Mirror-Image L-DNA Nanocubes for Stable and Targeted Multimodal Drug Delivery

Nucleic acid nanostructures provide programmable architectures for molecular delivery but remain limited by rapid nuclease degradation, poor in vivo persistence and inefficient intracellular cargo release. Here we report a mirror-image L-DNA nanocube as a biologically persistent and modular therapeutic delivery platform. The nanocube self-assembles from synthetic L-DNA oligonucleotides into a structurally defined architecture that exhibits substantially enhanced resistance to enzymatic degradation and prolonged stability under physiological conditions compared with the corresponding D-DNA nanostructure.

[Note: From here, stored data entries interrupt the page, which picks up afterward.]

//! The lifecycle state machine.

use crate::{CycleReport, DeletionAction, TrackingTable};
use chrono::{DateTime, TimeDelta, Utc};
use seedreap_types::{TorrentHash, TorrentRecord};
use std::collections::HashSet;

/// Outcome of evaluating one torrent against the table.
#[derive(Debug, Clone, Copy, PartialEq, Eq)]
enum Transition {
    /// Not completed and not tracked.
    Ignore,
    /// Not completed but tracked: forget it.
    Untrack,
    /// Completed for the first time: start the grace period.
    Track,
    /// Completed and still inside the grace period.
    Keep,
    /// Completed past the threshold.
    Delete(DateTime<Utc>),
}

/// Decides, per poll cycle, what happens to every torrent in a snapshot.
///
/// Per torrent, in snapshot order:
///
/// | state | tracked | elapsed | action |
/// |---|---|---|---|
/// | not completed | no | | nothing |
/// | not completed | yes | | untrack |
/// | completed | no | | track at `now` |
/// | completed | yes | `<= threshold` | nothing |
/// | completed | yes | `> threshold` | untrack and emit a deletion |
///
/// Torrents missing from a snapshot keep their entry unless
/// [`retain_present`](Self::retain_present) is called.
#[derive(Debug, Clone)]
pub struct LifecycleTracker {
    threshold: TimeDelta,
    table: TrackingTable,
}

impl LifecycleTracker {
    /// Creates a tracker with an empty table.
    #[must_use]
    pub fn new(threshold: TimeDelta) -> Self {
        Self::with_table(threshold, TrackingTable::new())
    }

    /// Creates a tracker that continues from an existing table.
    #[must_use]
    pub const fn with_table(threshold: TimeDelta, table: TrackingTable) -> Self {
        Self { threshold, table }
    }

    /// Returns the deletion threshold.
    #[must_use]
    pub const fn threshold(&self) -> TimeDelta {
        self.threshold
    }

    /// Returns the tracking table.
    #[must_use]
    pub const fn table(&self) -> &TrackingTable {
        &self.table
    }

    /// Consumes the tracker, returning its table.
    #[must_use]
    pub fn into_table(self) -> TrackingTable {
        self.table
    }

    /// Applies one snapshot taken at `now`.
    ///
    /// Deleted torrents are evicted before the report is returned, so the
    /// caller's success or failure in deleting them does not feed back into
    /// the table (see [`restore`](Self::restore)).
    pub fn observe(&mut self, snapshot: &[TorrentRecord], now: DateTime<Utc>) -> CycleReport {
        let mut report = CycleReport {
            seen: snapshot.len(),
            ..CycleReport::default()
        };

        for record in snapshot {
            if record.is_completed() {
                report.completed += 1;
            }

            match self.transition(record, now) {
                Transition::Ignore | Transition::Keep => {}
                Transition::Untrack => {
                    self.table.remove(&record.id);
                    report.untracked.push(record.id.clone());
                }
                Transition::Track => {
                    self.table.insert(record.id.clone(), now);
                    report
                        .newly_tracked
                        .push((record.id.clone(), record.name.clone()));
                }
                Transition::Delete(tracked_since) => {
                    self.table.remove(&record.id);
                    report.deletions.push(DeletionAction {
                        id: record.id.clone(),
                        name: record.name.clone(),
                        tracked_since,
                    });
                }
            }
        }

        report
    }

    /// Drops entries for torrents that are not in `snapshot`.
    ///
    /// Returns the ids that were dropped.
    pub fn retain_present(&mut self, snapshot: &[TorrentRecord]) -> Vec<TorrentHash> {
        let present: HashSet<&TorrentHash> = snapshot.iter().map(|r| &r.id).collect();
        let mut dropped = Vec::new();
        self.table.retain(|id| {
            let keep = present.contains(id);
            if !keep {
                dropped.push(id.clone());
            }
            keep
        });
        dropped
    }

    /// Puts an evicted entry back with its original timestamp.
    ///
    /// Used when a deletion failed and should be attempted again next cycle.
    /// Does nothing if the id has been tracked again in the meantime.
    pub fn restore(&mut self, action: &DeletionAction) {
        if !self.table.contains(&action.id) {
            self.table.insert(action.id.clone(), action.tracked_since);
        }
    }

    fn transition(&self, record: &TorrentRecord, now: DateTime<Utc>) -> Transition {
        let since = self.table.since(&record.id);
        match (record.is_completed(), since) {
            (false, None) => Transition::Ignore,
            (false, Some(_)) => Transition::Untrack,
            (true, None) => Transition::Track,
            (true, Some(since)) if now - since > self.threshold => Transition::Delete(since),
            (true, Some(_)) => Transition::Keep,
        }
    }
}

#[cfg(test)]
mod tests {
    use super::*;
    use chrono::TimeZone;
    use proptest::prelude::*;

    fn t0() -> DateTime<Utc> {
        Utc.with_ymd_and_hms(2024, 6, 1, 12, 0, 0).unwrap()
    }

    fn at(minutes: i64) -> DateTime<Utc> {
        t0() + TimeDelta::minutes(minutes)
    }

    fn torrent(id: &str, state: &str) -> TorrentRecord {
        TorrentRecord::new(id, format!("{id}-name"), state)
    }

    fn hash(id: &str) -> TorrentHash {
        TorrentHash::new(id)
    }

    fn assert_quiet(report: &CycleReport) {
        assert!(report.deletions.is_empty());
        assert!(report.newly_tracked.is_empty());
        assert!(report.untracked.is_empty());
    }

    #[test]
    fn test_new_completed_torrent_is_tracked() {
        let mut tracker = LifecycleTracker::new(TimeDelta::minutes(30));
        let report = tracker.observe(&[torrent("h1", "uploading")], t0());

        assert!(report.deletions.is_empty());
        assert_eq!(report.newly_tracked, vec![(hash("h1"), "h1-name".to_string())]);
        assert_eq!(tracker.table().since(&hash("h1")), Some(t0()));
    }

    #[test]
    fn test_incomplete_torrent_is_ignored() {
        let mut tracker = LifecycleTracker::new(TimeDelta::minutes(30));
        let report = tracker.observe(&[torrent("h1", "downloading")], t0());

        assert_quiet(&report);
        assert!(tracker.table().is_empty());
    }

    #[test]
    fn test_scenario_seed_then_delete_then_redownload() {
        let mut tracker = LifecycleTracker::new(TimeDelta::minutes(30));

        let report = tracker.observe(&[torrent("H1", "stalledUP")], at(0));
        assert!(report.deletions.is_empty());
        assert_eq!(tracker.table().since(&hash("H1")), Some(at(0)));

        let report = tracker.observe(&[torrent("H1", "stalledUP")], at(20));
        assert_quiet(&report);
        assert_eq!(tracker.table().since(&hash("H1")), Some(at(0)));

        let report = tracker.observe(&[torrent("H1", "stalledUP")], at(31));
        assert_eq!(
            report.deletions,
            vec![DeletionAction {
                id: hash("H1"),
                name: "H1-name".to_string(),
                tracked_since: at(0),
            }]
        );
        assert!(tracker.table().is_empty());

        let report = tracker.observe(&[torrent("H1", "downloading")], at(35));
        assert_quiet(&report);
        assert!(tracker.table().is_empty());
    }

    #[test]
    fn test_scenario_recheck_untracks() {
        let mut tracker = LifecycleTracker::new(TimeDelta::minutes(30));
        tracker.observe(&[torrent("H2", "pausedUP")], at(0));

        let report = tracker.observe(&[torrent("H2", "downloading")], at(10));
        assert!(report.deletions.is_empty());
        assert_eq!(report.untracked, vec![hash("H2")]);
        assert!(!tracker.table().contains(&hash("H2")));
    }

    #[test]
    fn test_regression_past_threshold_does_not_delete() {
        let mut tracker = LifecycleTracker::new(TimeDelta::minutes(30));
        tracker.observe(&[torrent("h1", "queuedUP")], at(0));

        let report = tracker.observe(&[torrent("h1", "checkingUP")], at(500));
        assert!(report.deletions.is_empty());
        assert!(tracker.table().is_empty());
    }

    #[test]
    fn test_regrowth_restarts_grace_period() {
        let mut tracker = LifecycleTracker::new(TimeDelta::minutes(30));
        tracker.observe(&[torrent("h1", "uploading")], at(0));
        tracker.observe(&[torrent("h1", "downloading")], at(10));
        tracker.observe(&[torrent("h1", "uploading")], at(20));

        let report = tracker.observe(&[torrent("h1", "uploading")], at(45));
        assert!(report.deletions.is_empty());
        assert_eq!(tracker.table().since(&hash("h1")), Some(at(20)));

        let report = tracker.observe(&[torrent("h1", "uploading")], at(51));
        assert_eq!(report.deletions.len(), 1);
    }

    #[test]
    fn test_threshold_boundary() {
        let threshold = TimeDelta::minutes(30);
        let mut tracker = LifecycleTracker::new(threshold);
        tracker.observe(&[torrent("h1", "completed")], t0());

        let report = tracker.observe(&[torrent("h1", "completed")], t0() + threshold);
        assert!(report.deletions.is_empty());

        let report = tracker.observe(
            &[torrent("h1", "completed")],
            t0() + threshold + TimeDelta::milliseconds(1),
        );
        assert_eq!(report.deletions.len(), 1);
    }

    #[test]
    fn test_zero_threshold_deletes_on_second_observation() {
        let mut tracker = LifecycleTracker::new(TimeDelta::zero());
        let report = tracker.observe(&[torrent("h1", "uploading")], t0());
        assert!(report.deletions.is_empty());

        let report = tracker.observe(&[torrent("h1", "uploading")], t0());
        assert!(report.deletions.is_empty());

        let report = tracker.observe(&[torrent("h1", "uploading")], t0() + TimeDelta::seconds(1));
        assert_eq!(report.deletions.len(), 1);
    }

    #[test]
    fn test_clock_going_backwards_does_not_delete() {
        let mut tracker = LifecycleTracker::new(TimeDelta::minutes(1));
        tracker.observe(&[torrent("h1", "uploading")], at(60));

        let report = tracker.observe(&[torrent("h1", "uploading")], at(0));
        assert!(report.deletions.is_empty());
        assert_eq!(tracker.table().since(&hash("h1")), Some(at(60)));
    }

    #[test]
    fn test_absent_torrents_keep_their_entry() {
        let mut tracker = LifecycleTracker::new(TimeDelta::minutes(30));
        tracker.observe(&[torrent("h1", "uploading"), torrent("h2", "uploading")], at(0));

        let report = tracker.observe(&[torrent("h2", "uploading")], at(10));
        assert_quiet(&report);
        assert!(tracker.table().contains(&hash("h1")));
        assert_eq!(tracker.table().len(), 2);
    }

    #[test]
    fn test_retain_present_drops_vanished() {
        let mut tracker = LifecycleTracker::new(TimeDelta::minutes(30));
        tracker.observe(&[torrent("h1", "uploading"), torrent("h2", "uploading")], at(0));

        let dropped = tracker.retain_present(&[torrent("h2", "uploading")]);
        assert_eq!(dropped, vec![hash("h1")]);
        assert!(!tracker.table().contains(&hash("h1")));
        assert_eq!(tracker.table().since(&hash("h2")), Some(at(0)));
    }

    #[test]
    fn test_restore_reissues_deletion_next_cycle() {
        let mut tracker = LifecycleTracker::new(TimeDelta::minutes(30));
        tracker.observe(&[torrent("h1", "uploading")], at(0));

        let report = tracker.observe(&[torrent("h1", "uploading")], at(31));
        let action = report.deletions[0].clone();
        assert!(tracker.table().is_empty());

        tracker.restore(&action);
        assert_eq!(tracker.table().since(&hash("h1")), Some(at(0)));

        let report = tracker.observe(&[torrent("h1", "uploading")], at(32));
        assert_eq!(report.deletions.len(), 1);
        assert_eq!(report.deletions[0].tracked_since, at(0));
    }

    #[test]
    fn test_mixed_snapshot_counts_and_order() {
        let mut tracker = LifecycleTracker::new(TimeDelta::minutes(5));
        tracker.observe(&[torrent("a", "uploading"), torrent("b", "pausedUP")], at(0));

        let report = tracker.observe(
            &[
                torrent("b", "pausedUP"),
                torrent("c", "downloading"),
                torrent("a", "stalledUP"),
                torrent("d", "queuedUP"),
            ],
            at(6),
        );

        assert_eq!(report.seen, 4);
        assert_eq!(report.completed, 3);
        let deleted: Vec<&str> = report.deletions.iter().map(|d| d.id.as_str()).collect();
        assert_eq!(deleted, vec!["b", "a"]);
        assert_eq!(report.newly_tracked, vec![(hash("d"), "d-name".to_string())]);
        assert_eq!(tracker.table().len(), 1);
    }

    #[test]
    fn test_with_table_continues_existing_state() {
        let mut first = LifecycleTracker::new(TimeDelta::minutes(30));
        first.observe(&[torrent("h1", "uploading")], at(0));

        let mut second = LifecycleTracker::with_table(first.threshold(), first.into_table());
        let report = second.observe(&[torrent("h1", "uploading")], at(40));
        assert_eq!(report.deletions.len(), 1);
    }

    proptest! {
        #[test]
        fn prop_no_deletion_within_grace_period(
            threshold_secs in 0i64..100_000,
            offsets in proptest::collection::vec(0i64..100_000, 1..20),
        ) {
            let threshold = TimeDelta::seconds(threshold_secs);
            let mut tracker = LifecycleTracker::new(threshold);
            tracker.observe(&[torrent("h1", "stalledUP")], t0());

            for offset in offsets {
                let elapsed = offset.min(threshold_secs);
                let report = tracker.observe(
                    &[torrent("h1", "stalledUP")],
                    t0() + TimeDelta::seconds(elapsed),
                );
                prop_assert!(report.deletions.is_empty());
                prop_assert_eq!(tracker.table().len(), 1);
                prop_assert_eq!(tracker.table().since(&hash("h1")), Some(t0()));
            }
        }

        #[test]
        fn prop_exactly_one_deletion_past_threshold(
            threshold_secs in 0i64..100_000,
            extra_secs in 1i64..100_000,
        ) {
            let mut tracker = LifecycleTracker::new(TimeDelta::seconds(threshold_secs));
            tracker.observe(&[torrent("h1", "uploading")], t0());

            let report = tracker.observe(
                &[torrent("h1", "uploading")],
                t0() + TimeDelta::seconds(threshold_secs + extra_secs),
            );
            prop_assert_eq!(report.deletions.len(), 1);
            prop_assert!(!tracker.table().contains(&hash("h1")));
        }
    }
}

Surface functionalization with folic acid enables selective tumour targeting in vitro and in vivo. The L-DNA nanocube supports the delivery of chemically distinct therapeutic cargos, including doxorubicin, a bortezomib prodrug and MCL1-targeting small interfering RNA (siRNA). In tumour-bearing mice, L-DNA nanocube-mediated delivery improves therapeutic efficacy while reducing systemic toxicity relative to free drug and D-DNA nanocube controls. For siRNA delivery, we engineer a pH-responsive release mechanism that promotes endosomal escape and cytosolic cargo localization, as visualized by cryo-electron tomography, resulting in efficient gene silencing. Together, these results establish mirror-image nucleic acid nanostructures as a class of biologically functional nanomaterials for programmable intracellular therapeutic delivery.